=== Begin Enclosure ===

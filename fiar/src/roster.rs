use serde::{Deserialize, Serialize};

use crate::{Player, PlayerId, SetupError};

/// Identifies a registered client (an external collaborator such as a GUI, a
/// console, or a network bridge).
///
/// Ids are assigned by registration order when the game is constructed: the
/// first client passed to [`Game::new`](crate::Game::new) is `ClientId(0)`,
/// and so on.
#[derive(Clone, Copy, Debug, PartialEq, Eq, Hash, Serialize, Deserialize)]
#[serde(transparent)]
pub struct ClientId(pub usize);

impl std::fmt::Display for ClientId {
    fn fmt(&self, f: &mut std::fmt::Formatter<'_>) -> std::fmt::Result {
        write!(f, "{}", self.0)
    }
}

/// The fixed mapping from clients to the players they control.
///
/// Built once at game construction and never mutated afterwards: a forfeit
/// shrinks the *active* roster held by the game, not this registry, so a
/// forfeited player stays known here. A client with no players is a
/// spectator; it is a known client (it may query state and receives every
/// event) but controls nobody.
#[derive(Clone, Debug)]
pub struct Roster {
    /// (owning client, player), in seat order. Seat order is the turn
    /// rotation order: all of client 0's players first, then client 1's, …
    seats: Vec<(ClientId, Player)>,
    num_clients: usize,
}

impl Roster {
    /// Builds the registry from per-client player lists.
    ///
    /// Rejects an empty overall player set, non-positive player ids, and
    /// duplicate player ids (also across clients).
    pub fn new(player_lists: &[Vec<Player>]) -> Result<Self, SetupError> {
        let mut seats = Vec::new();
        for (index, players) in player_lists.iter().enumerate() {
            for player in players {
                if player.id.0 == 0 {
                    return Err(SetupError::ZeroPlayerId);
                }
                if seats.iter().any(|(_, p): &(ClientId, Player)| p.id == player.id) {
                    return Err(SetupError::DuplicatePlayerId(player.id));
                }
                seats.push((ClientId(index), player.clone()));
            }
        }
        if seats.is_empty() {
            return Err(SetupError::NoPlayers);
        }
        Ok(Self {
            seats,
            num_clients: player_lists.len(),
        })
    }

    pub fn is_known_client(&self, client: ClientId) -> bool {
        client.0 < self.num_clients
    }

    pub fn is_known_player(&self, player: PlayerId) -> bool {
        self.seats.iter().any(|(_, p)| p.id == player)
    }

    pub fn owns_player(&self, client: ClientId, player: PlayerId) -> bool {
        self.owner_of(player) == Some(client)
    }

    pub fn owner_of(&self, player: PlayerId) -> Option<ClientId> {
        self.seats
            .iter()
            .find(|(_, p)| p.id == player)
            .map(|&(client, _)| client)
    }

    /// All registered players in seat (turn rotation) order.
    pub fn players(&self) -> impl Iterator<Item = &Player> {
        self.seats.iter().map(|(_, player)| player)
    }

    /// Seat-ordered (client, player) pairs.
    pub(crate) fn seats(&self) -> impl Iterator<Item = (ClientId, &Player)> {
        self.seats.iter().map(|&(client, ref player)| (client, player))
    }

    pub fn num_clients(&self) -> usize {
        self.num_clients
    }

    pub fn num_players(&self) -> usize {
        self.seats.len()
    }
}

=== End Enclosure ===

Give the exact lines, and only those, from the line containing "and receives every" through the line containing "(also across clients)." in the entries above.

/// spectator; it is a known client (it may query state and receives every
/// event) but controls nobody.
#[derive(Clone, Debug)]
pub struct Roster {
    /// (owning client, player), in seat order. Seat order is the turn
    /// rotation order: all of client 0's players first, then client 1's, …
    seats: Vec<(ClientId, Player)>,
    num_clients: usize,
}

impl Roster {
    /// Builds the registry from per-client player lists.
    ///
    /// Rejects an empty overall player set, non-positive player ids, and
    /// duplicate player ids (also across clients).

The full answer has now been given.